(Given entries):
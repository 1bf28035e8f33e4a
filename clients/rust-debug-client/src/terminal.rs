use std::fs::{File, OpenOptions};
use std::io::{self, IsTerminal};
use std::os::fd::AsFd;

use nix::sys::termios::{self, SetArg, Termios};
use rs_debug::pty::{TermAttrs, TerminalSize, window_size};

use crate::error::Result;

const CONTROLLING_TTY: &str = "/dev/tty";

/// The local terminal: stdin when it is one, the controlling terminal otherwise
#[derive(Debug)]
pub struct Tty {
    file: File,
}

impl Tty {
    pub fn open() -> Result<Self> {
        let stdin = io::stdin();
        let file = if stdin.is_terminal() {
            File::from(stdin.as_fd().try_clone_to_owned()?)
        } else {
            tracing::debug!("stdin is not a terminal, using {}", CONTROLLING_TTY);
            OpenOptions::new().read(true).write(true).open(CONTROLLING_TTY)?
        };
        Ok(Self { file })
    }

    /// Another handle on the same terminal, for reader threads and output
    pub fn try_clone(&self) -> io::Result<File> {
        self.file.try_clone()
    }

    pub fn attrs(&self) -> Result<TermAttrs> {
        Ok(TermAttrs::capture(&self.file)?)
    }

    /// Current window size, 24x80 when the terminal cannot tell
    pub fn size(&self) -> TerminalSize {
        current_size(&self.file)
    }

    /// Switch to raw mode until the guard is dropped
    pub fn raw_mode(&self) -> Result<RawModeGuard> {
        RawModeGuard::enter(self.try_clone()?)
    }
}

pub fn current_size<Fd: AsFd>(fd: Fd) -> TerminalSize {
    match window_size(fd) {
        Ok(size) if size.is_valid() => size,
        Ok(_) => TerminalSize::default(),
        Err(e) => {
            tracing::debug!("Cannot read window size: {}", e);
            TerminalSize::default()
        }
    }
}

/// Terminal type for the handshake: configured, else `$TERM`
pub fn term_type(configured: Option<&str>) -> Option<String> {
    configured
        .map(str::to_string)
        .or_else(|| std::env::var("TERM").ok())
        .filter(|t| !t.is_empty())
}

/// Restores the saved terminal attributes on drop, on every exit path
pub struct RawModeGuard {
    file: File,
    saved: Termios,
}

impl RawModeGuard {
    fn enter(file: File) -> Result<Self> {
        let saved = termios::tcgetattr(&file)?;
        let mut raw = saved.clone();
        termios::cfmakeraw(&mut raw);
        termios::tcsetattr(&file, SetArg::TCSANOW, &raw)?;
        tracing::debug!("Terminal switched to raw mode");
        Ok(Self { file, saved })
    }
}

impl Drop for RawModeGuard {
    fn drop(&mut self) {
        if let Err(e) = termios::tcsetattr(&self.file, SetArg::TCSADRAIN, &self.saved) {
            tracing::warn!("Failed to restore terminal attributes: {}", e);
        } else {
            tracing::debug!("Terminal attributes restored");
        }
    }
}

#[cfg(test)]
mod tests {
    use super::*;
    use rs_debug::pty::{ResizablePty, UnixPty};

    fn slave_file(pty: &UnixPty) -> File {
        File::from(pty.slave().try_clone_to_owned().unwrap())
    }

    #[test]
    fn test_raw_mode_is_restored() {
        let pty = UnixPty::open().unwrap();
        let slave = slave_file(&pty);
        let before = TermAttrs::capture(&slave).unwrap();
        assert!(before.canonical());

        let guard = RawModeGuard::enter(slave.try_clone().unwrap()).unwrap();
        let raw = TermAttrs::capture(&slave).unwrap();
        assert!(!raw.canonical());
        assert!(!raw.echo_enabled());

        drop(guard);
        assert_eq!(TermAttrs::capture(&slave).unwrap(), before);
    }

    #[test]
    fn test_current_size_follows_the_terminal() {
        let pty = UnixPty::open().unwrap();
        pty.resize(TerminalSize::new(50, 132)).unwrap();
        assert_eq!(current_size(pty.slave()), TerminalSize::new(50, 132));
    }

    #[test]
    fn test_current_size_falls_back() {
        let not_a_tty = std::env::temp_dir();
        let dir = File::open(not_a_tty).unwrap();
        assert_eq!(current_size(&dir), TerminalSize::default());
    }

    #[test]
    fn test_configured_term_type_wins() {
        assert_eq!(term_type(Some("vt100")).as_deref(), Some("vt100"));
        assert_eq!(term_type(Some("")), None);
    }
}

(Work order): Write out each line exactly, as it is shown above.

(Answer space):
repository 1bf28035e8f33e4a
filename clients/rust-debug-client/src/terminal.rs
use std::fs::{File, OpenOptions};
use std::io::{self, IsTerminal};
use std::os::fd::AsFd;

use nix::sys::termios::{self, SetArg, Termios};
use rs_debug::pty::{TermAttrs, TerminalSize, window_size};

use crate::error::Result;

const CONTROLLING_TTY: &str = "/dev/tty";

/// The local terminal: stdin when it is one, the controlling terminal otherwise
#[derive(Debug)]
pub struct Tty {
    file: File,
}

impl Tty {
    pub fn open() -> Result<Self> {
        let stdin = io::stdin();
        let file = if stdin.is_terminal() {
            File::from(stdin.as_fd().try_clone_to_owned()?)
        } else {
            tracing::debug!("stdin is not a terminal, using {}", CONTROLLING_TTY);
            OpenOptions::new().read(true).write(true).open(CONTROLLING_TTY)?
        };
        Ok(Self { file })
    }

    /// Another handle on the same terminal, for reader threads and output
    pub fn try_clone(&self) -> io::Result<File> {
        self.file.try_clone()
    }

    pub fn attrs(&self) -> Result<TermAttrs> {
        Ok(TermAttrs::capture(&self.file)?)
    }

    /// Current window size, 24x80 when the terminal cannot tell
    pub fn size(&self) -> TerminalSize {
        current_size(&self.file)
    }

    /// Switch to raw mode until the guard is dropped
    pub fn raw_mode(&self) -> Result<RawModeGuard> {
        RawModeGuard::enter(self.try_clone()?)
    }
}

pub fn current_size<Fd: AsFd>(fd: Fd) -> TerminalSize {
    match window_size(fd) {
        Ok(size) if size.is_valid() => size,
        Ok(_) => TerminalSize::default(),
        Err(e) => {
            tracing::debug!("Cannot read window size: {}", e);
            TerminalSize::default()
        }
    }
}

/// Terminal type for the handshake: configured, else `$TERM`
pub fn term_type(configured: Option<&str>) -> Option<String> {
    configured
        .map(str::to_string)
        .or_else(|| std::env::var("TERM").ok())
        .filter(|t| !t.is_empty())
}

/// Restores the saved terminal attributes on drop, on every exit path
pub struct RawModeGuard {
    file: File,
    saved: Termios,
}

impl RawModeGuard {
    fn enter(file: File) -> Result<Self> {
        let saved = termios::tcgetattr(&file)?;
        let mut raw = saved.clone();
        termios::cfmakeraw(&mut raw);
        termios::tcsetattr(&file, SetArg::TCSANOW, &raw)?;
        tracing::debug!("Terminal switched to raw mode");
        Ok(Self { file, saved })
    }
}

impl Drop for RawModeGuard {
    fn drop(&mut self) {
        if let Err(e) = termios::tcsetattr(&self.file, SetArg::TCSADRAIN, &self.saved) {
            tracing::warn!("Failed to restore terminal attributes: {}", e);
        } else {
            tracing::debug!("Terminal attributes restored");
        }
    }
}

#[cfg(test)]
mod tests {
    use super::*;
    use rs_debug::pty::{ResizablePty, UnixPty};

    fn slave_file(pty: &UnixPty) -> File {
        File::from(pty.slave().try_clone_to_owned().unwrap())
    }

    #[test]
    fn test_raw_mode_is_restored() {
        let pty = UnixPty::open().unwrap();
        let slave = slave_file(&pty);
        let before = TermAttrs::capture(&slave).unwrap();
        assert!(before.canonical());

        let guard = RawModeGuard::enter(slave.try_clone().unwrap()).unwrap();
        let raw = TermAttrs::capture(&slave).unwrap();
        assert!(!raw.canonical());
        assert!(!raw.echo_enabled());

        drop(guard);
        assert_eq!(TermAttrs::capture(&slave).unwrap(), before);
    }

    #[test]
    fn test_current_size_follows_the_terminal() {
        let pty = UnixPty::open().unwrap();
        pty.resize(TerminalSize::new(50, 132)).unwrap();
        assert_eq!(current_size(pty.slave()), TerminalSize::new(50, 132));
    }

    #[test]
    fn test_current_size_falls_back() {
        let not_a_tty = std::env::temp_dir();
        let dir = File::open(not_a_tty).unwrap();
        assert_eq!(current_size(&dir), TerminalSize::default());
    }

    #[test]
    fn test_configured_term_type_wins() {
        assert_eq!(term_type(Some("vt100")).as_deref(), Some("vt100"));
        assert_eq!(term_type(Some("")), None);
    }
}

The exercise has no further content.